Abstract

Study Objective To produce and validate a simple, systematic and reproducible subclassification system for uterine anomalies previously classified by the American Ferility Society as Class V and VI to achieve a precise definition of each uterine anomaly, confirm the feasibility and safety of surgical correction of the anomalies, determine the type of hysteroscopic treatment, and provide a standard by which patient selection, treatment, and reproductive outcomes can be compared between centers. Design Descriptive study (Canadian Task Force Classification III). Setting Department of obstetrics and gynecology of a private clinic (hospital). Patients Eighty-nine patients undergoing office hysteroscopy to assess partial or complete “double” uterine cavity. Interventions All patients underwent 3-dimensional ultrasound. Data from hysteroscopy and untrasonography were combined to produce a geometric model comprising uterine septum length (Z variable) and fundus depth (Y variable) through which a new subclassification of the uterine anomalies was elaborated. Measurement and Main Results One patient with a bicornuate uterus detected at ultrasonography was excluded from the study.
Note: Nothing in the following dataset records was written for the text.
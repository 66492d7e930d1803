//! Vendor CLI commands

use clap::Subcommand;

use crate::config::settings::Settings;
use crate::display::{format_vendor_details, format_vendor_list, format_vendor_stats};
use crate::error::{WedplanError, WedplanResult};
use crate::models::{Category, VendorStatus};
use crate::planning::VendorFilter;
use crate::services::{CreateVendorInput, VendorService, VendorUpdate};
use crate::storage::Storage;

use super::parse_money;

/// Vendor subcommands
#[derive(Subcommand)]
pub enum VendorCommands {
    /// List vendors
    List {
        /// Status filter: all, researching, contacted, quoted, booked, declined
        #[arg(short, long, default_value = "all")]
        status: VendorFilter,
        /// Only vendors whose name, category or contact contains this text
        #[arg(long)]
        search: Option<String>,
    },
    /// Show booking and spend totals
    Stats,
    /// Add a vendor
    Add {
        /// Vendor name
        name: String,
        /// Category (e.g. venue, photography, flowers)
        #[arg(short, long)]
        category: Category,
        /// Contact person
        #[arg(long)]
        contact: Option<String>,
        /// Email address
        #[arg(short, long)]
        email: Option<String>,
        /// Phone number
        #[arg(short, long)]
        phone: Option<String>,
        /// Website
        #[arg(short, long)]
        website: Option<String>,
        /// Quoted price (marks the vendor as quoted)
        #[arg(short, long)]
        quote: Option<String>,
        /// Notes
        #[arg(short, long)]
        notes: Option<String>,
    },
    /// Show vendor details
    Show {
        /// Vendor name or ID
        vendor: String,
    },
    /// Set a vendor's status
    Status {
        /// Vendor name or ID
        vendor: String,
        /// New status
        status: VendorStatus,
    },
    /// Update a vendor
    Update {
        /// Vendor name or ID
        vendor: String,
        /// New name
        #[arg(long)]
        name: Option<String>,
        /// New category
        #[arg(short, long)]
        category: Option<Category>,
        /// Contact person (empty to clear)
        #[arg(long)]
        contact: Option<String>,
        /// Email address (empty to clear)
        #[arg(short, long)]
        email: Option<String>,
        /// Phone number (empty to clear)
        #[arg(short, long)]
        phone: Option<String>,
        /// Website (empty to clear)
        #[arg(short, long)]
        website: Option<String>,
        /// Quoted price
        #[arg(short, long)]
        quote: Option<String>,
        /// Final agreed price
        #[arg(long)]
        price: Option<String>,
        /// Deposit amount
        #[arg(long)]
        deposit: Option<String>,
        /// Whether the deposit is paid
        #[arg(long)]
        deposit_paid: Option<bool>,
        /// Whether the contract is signed
        #[arg(long)]
        contract_signed: Option<bool>,
        /// Rating from 1 to 5
        #[arg(short, long)]
        rating: Option<u8>,
        /// Notes (empty to clear)
        #[arg(short, long)]
        notes: Option<String>,
    },
    /// Remove a vendor
    Remove {
        /// Vendor name or ID
        vendor: String,
    },
}

/// Handle a vendor command
pub fn handle_vendor_command(
    storage: &Storage,
    settings: &Settings,
    cmd: VendorCommands,
) -> WedplanResult<()> {
    let service = VendorService::new(storage);

    match cmd {
        VendorCommands::List { status, search } => {
            let vendors = service.list(status, search.as_deref().unwrap_or(""))?;
            print!("{}", format_vendor_list(settings, &vendors));
        }

        VendorCommands::Stats => {
            let stats = service.stats()?;
            print!("{}", format_vendor_stats(settings, &stats));
        }

        VendorCommands::Add {
            name,
            category,
            contact,
            email,
            phone,
            website,
            quote,
            notes,
        } => {
            let input = CreateVendorInput {
                contact_name: contact,
                email,
                phone,
                website,
                quoted_price: quote.as_deref().map(parse_money).transpose()?,
                notes,
                ..CreateVendorInput::new(name, category)
            };
            let vendor = service.add(input)?;
            println!("Added vendor: {} ({})", vendor.name, vendor.category);
            println!("  Status: {}", vendor.status);
            println!("  ID:     {}", vendor.id);
        }

        VendorCommands::Show { vendor } => {
            let vendor = service
                .find(&vendor)?
                .ok_or_else(|| WedplanError::vendor_not_found(&vendor))?;
            print!("{}", format_vendor_details(settings, &vendor));
        }

        VendorCommands::Status { vendor, status } => {
            let vendor = service.set_status(&vendor, status)?;
            println!("{}: {}", vendor.name, vendor.status);
        }

        VendorCommands::Update {
            vendor,
            name,
            category,
            contact,
            email,
            phone,
            website,
            quote,
            price,
            deposit,
            deposit_paid,
            contract_signed,
            rating,
            notes,
        } => {
            let update = VendorUpdate {
                name,
                category,
                contact_name: contact,
                email,
                phone,
                website,
                quoted_price: quote.as_deref().map(parse_money).transpose()?,
                final_price: price.as_deref().map(parse_money).transpose()?,
                deposit_amount: deposit.as_deref().map(parse_money).transpose()?,
                deposit_paid,
                contract_signed,
                rating,
                notes,
            };
            let vendor = service.update(&vendor, update)?;
            println!("Updated vendor: {}", vendor.name);
        }

        VendorCommands::Remove { vendor } => {
            let vendor = service.remove(&vendor)?;
            println!("Removed vendor: {}", vendor.name);
        }
    }

    Ok(())
}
The remaining 88 patients were classified according to our subclassification system. Seventy-three patients categorized as having Z 2 cm or greater (septum intersecting one-third of the uterine cavity or more) and Y more than 0 cm (normal or straight uterine fundus) underwent resectoscopic metroplasty without laparoscopic control. Twelve patients categorized as A1 (normal uterine fundus and septum ≤0.5 cm) underwent office metroplasty. Two patients categorized as B1 (straight fundus and septum ≤0.5 cm) and 1 categorized as C1 (concave fundus and septum ≤0.5 cm) were not considered candidates for surgery. Second-look hysteroscopy confirmed complete removal of the septum in the 12 patients who underwent office metroplasty (100%) and in 70 of 73 patients (96%) who underwent resectoscopic metroplasty. Comparison of these data with data retrospectively obtained in 596 women who had undergone traditional resectoscopic metroplasty under laparoscopic control did not demonstrate any significant difference in success and complication rates. Conclusion Our outpatient subclassification system may address a precise diagnosis and a thorough categorization of patients with a partial or complete double uterine cavity, enabling safe and effective metroplasty without use of laparoscopy.